## EXTRACTED MATERIAL
--------------------------------------------------
#[async_trait]
impl PinStore for MemoryStore {
    async fn upsert_pin(&self, pin: &NewPin) -> StoreResult<PinRecord> {
        let mut inner = self.inner.lock().expect("memory store poisoned");
        let now = Utc::now();
        let existing = inner
            .pins
            .values()
            .find(|p| p.user_id == pin.user_id && p.business_id == pin.business_id)
            .map(|p| p.id);
        let record = match existing {
            Some(id) => {
                let record = inner.pins.get_mut(&id).expect("pin id just looked up");
                record.status = pin.status;
                record.note = pin.note.clone();
                record.image_url = pin.image_url.clone();
                record.updated_at = now;
                record.clone()
            }
            None => {
                let record = PinRecord {
                    id: Uuid::new_v4(),
                    user_id: pin.user_id,
                    business_id: pin.business_id.clone(),
                    status: pin.status,
                    note: pin.note.clone(),
                    image_url: pin.image_url.clone(),
                    created_at: now,
                    updated_at: now,
                };
                inner.pins.insert(record.id, record.clone());
                record
            }
        };
        Ok(record)
    }

    async fn get_pin(&self, id: Uuid) -> StoreResult<Option<PinRecord>> {
        let inner = self.inner.lock().expect("memory store poisoned");
        Ok(inner.pins.get(&id).cloned())
    }

    async fn pin_for(&self, user_id: Uuid, business_id: &str) -> StoreResult<Option<PinRecord>> {
        let inner = self.inner.lock().expect("memory store poisoned");
        Ok(inner
            .pins
            .values()
            .find(|p| p.user_id == user_id && p.business_id == business_id)
            .cloned())
    }

    async fn list_pins(&self, user_id: Uuid) -> StoreResult<Vec<PinRecord>> {
        let inner = self.inner.lock().expect("memory store poisoned");
        let mut out: Vec<PinRecord> = inner
            .pins
            .values()
            .filter(|p| p.user_id == user_id)
            .cloned()
            .collect();
        out.sort_by(|a, b| b.created_at.cmp(&a.created_at));
        Ok(out)
    }

    async fn delete_pin(&self, id: Uuid) -> StoreResult<()> {
        let mut inner = self.inner.lock().expect("memory store poisoned");
        inner.pins.remove(&id).ok_or(StoreError::NotFound)?;
        Ok(())
    }
}

#[async_trait]
impl ProfileStore for MemoryStore {
    async fn upsert_profile(&self, profile: &ProfileRecord) -> StoreResult<ProfileRecord> {
        let mut inner = self.inner.lock().expect("memory store poisoned");
        inner.profiles.insert(profile.id, profile.clone());
        Ok(profile.clone())
    }

    async fn get_profile(&self, id: Uuid) -> StoreResult<Option<ProfileRecord>> {
        let inner = self.inner.lock().expect("memory store poisoned");
        Ok(inner.profiles.get(&id).cloned())
    }

    async fn profiles_by_ids(&self, ids: &[Uuid]) -> StoreResult<Vec<ProfileRecord>> {
        let inner = self.inner.lock().expect("memory store poisoned");
        Ok(ids
            .iter()
            .filter_map(|id| inner.profiles.get(id).cloned())
            .collect())
    }
}

#[cfg(test)]
mod tests {
    use super::*;
    use chrono::Duration;

    fn business(id: &str, name: &str, rating: f64) -> BusinessRecord {
        BusinessRecord {
            id: id.to_string(),
            name: name.to_string(),
            image_url: None,
            directory_url: None,
            price: Some(PriceTier::Moderate),
            rating,
            review_count: 10,
            categories: vec![Category {
                alias: "coffee".into(),
                title: "Coffee & Tea".into(),
            }],
            coordinates: Coordinates::default(),
            address: PostalAddress {
                city: "Harlingen".into(),
                state: "TX".into(),
                ..Default::default()
            },
            display_address: String::new(),
            phone: String::new(),
            display_phone: String::new(),
            photos: vec![],
            ai_summary: None,
        }
    }

    fn external_review(business_id: &str, external_id: &str, age_hours: i64) -> ReviewRecord {
        let now = Utc::now();
        ReviewRecord {
            id: Uuid::new_v4(),
            business_id: business_id.to_string(),
            user_id: None,
            source: ReviewSource::External,
            rating: 4,
            title: None,
            body: "Imported review body text.".to_string(),
            photos: None,
            helpful_count: 0,
            external: Some(ExternalReviewDetails {
                external_id: external_id.to_string(),
                author_name: "Remote Author".to_string(),
                author_avatar_url: None,
                url: None,
                fetched_at: now - Duration::hours(age_hours),
            }),
            created_at: now,
            updated_at: now,
        }
    }

    fn user_review(business_id: &str, user_id: Uuid) -> ReviewRecord {
        let now = Utc::now();
        ReviewRecord {
            id: Uuid::new_v4(),
            business_id: business_id.to_string(),
            user_id: Some(user_id),
            source: ReviewSource::User,
            rating: 5,
            title: Some("Lovely spot".to_string()),
            body: "Good espresso and quiet tables.".to_string(),
            photos: None,
            helpful_count: 0,
            external: None,
            created_at: now,
            updated_at: now,
        }
    }

    #[tokio::test]
    async fn upsert_business_is_idempotent_on_id() {
        let store = MemoryStore::new();
        store.upsert_business(&business("b1", "First Name", 4.0)).await.unwrap();
        store.upsert_business(&business("b1", "Renamed", 4.5)).await.unwrap();

        assert_eq!(store.business_count(), 1);
        let stored = store.get_business("b1").await.unwrap().unwrap();
        assert_eq!(stored.name, "Renamed");
        assert_eq!(stored.rating, 4.5);
    }

    #[tokio::test]
    async fn second_user_review_for_same_business_conflicts() {
        let store = MemoryStore::new();
        let user = Uuid::new_v4();
        store.insert_review(&user_review("b1", user)).await.unwrap();
        let err = store.insert_review(&user_review("b1", user)).await.unwrap_err();
        assert!(matches!(err, StoreError::Conflict(_)));

        // A different business is fine.
        store.insert_review(&user_review("b2", user)).await.unwrap();
    }

    #[tokio::test]
    async fn replace_external_reviews_is_wholesale() {
        let store = MemoryStore::new();
        store
            .replace_external_reviews("b1", &[external_review("b1", "old-1", 30)])
            .await
            .unwrap();

        let fresh = vec![
            external_review("b1", "new-1", 0),
            external_review("b1", "new-2", 0),
        ];
        let inserted = store.replace_external_reviews("b1", &fresh).await.unwrap();
        assert_eq!(inserted.len(), 2);

        let stored = store.external_reviews("b1").await.unwrap();
        assert_eq!(stored.len(), 2);
        assert!(stored
            .iter()
            .all(|r| r.external.as_ref().unwrap().external_id.starts_with("new-")));
    }

    #[tokio::test]
    async fn expire_deletes_only_stale_rows() {
        let store = MemoryStore::new();
        store
            .replace_external_reviews(
                "b1",
                &[external_review("b1", "stale", 25), external_review("b1", "fresh", 1)],
            )
            .await
            .unwrap();

        let cutoff = Utc::now() - Duration::hours(24);
        let removed = store.expire_stale_external_reviews("b1", cutoff).await.unwrap();
        assert_eq!(removed, 1);
        let remaining = store.external_reviews("b1").await.unwrap();
        assert_eq!(remaining.len(), 1);
        assert_eq!(remaining[0].external.as_ref().unwrap().external_id, "fresh");
    }

    #[tokio::test]
    async fn pin_upsert_updates_rather_than_duplicates() {
        let store = MemoryStore::new();
        let user = Uuid::new_v4();
        let first = store
            .upsert_pin(&NewPin {
                user_id: user,
                business_id: "b1".into(),
                status: PinStatus::WantToTry,
                note: None,
                image_url: None,
            })
            .await
            .unwrap();
        let second = store
            .upsert_pin(&NewPin {
                user_id: user,
                business_id: "b1".into(),
                status: PinStatus::Favorite,
                note: Some("great cortado".into()),
                image_url: None,
            })
            .await
            .unwrap();

        assert_eq!(first.id, second.id);
        assert_eq!(second.status, PinStatus::Favorite);
        assert_eq!(store.list_pins(user).await.unwrap().len(), 1);
    }

    #[tokio::test]
    async fn business_filters_apply() {
        let store = MemoryStore::new();
        let mut other_city = business("b2", "Elsewhere", 4.8);
        other_city.address.city = "McAllen".into();
        store.upsert_business(&business("b1", "Local", 3.0)).await.unwrap();
        store.upsert_business(&other_city).await.unwrap();

        let filter = BusinessFilter {
            city: Some("Harlingen".into()),
            ..Default::default()
        };
        let rows = store.list_businesses(&filter).await.unwrap();
        assert_eq!(rows.len(), 1);
        assert_eq!(rows[0].id, "b1");

        let filter = BusinessFilter {
            min_rating: Some(4.0),
            ..Default::default()
        };
        let rows = store.list_businesses(&filter).await.unwrap();
        assert_eq!(rows.len(), 1);
        assert_eq!(rows[0].id, "b2");
    }
}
--------------------------------------------------
## WHAT YOU ARE ASKED TO DO
What lines in the material above hold the string "status"? List them.

## RESPONSE TO THIS TASK
                record.status = pin.status;
                    status: pin.status,
                status: PinStatus::WantToTry,
                status: PinStatus::Favorite,
        assert_eq!(second.status, PinStatus::Favorite);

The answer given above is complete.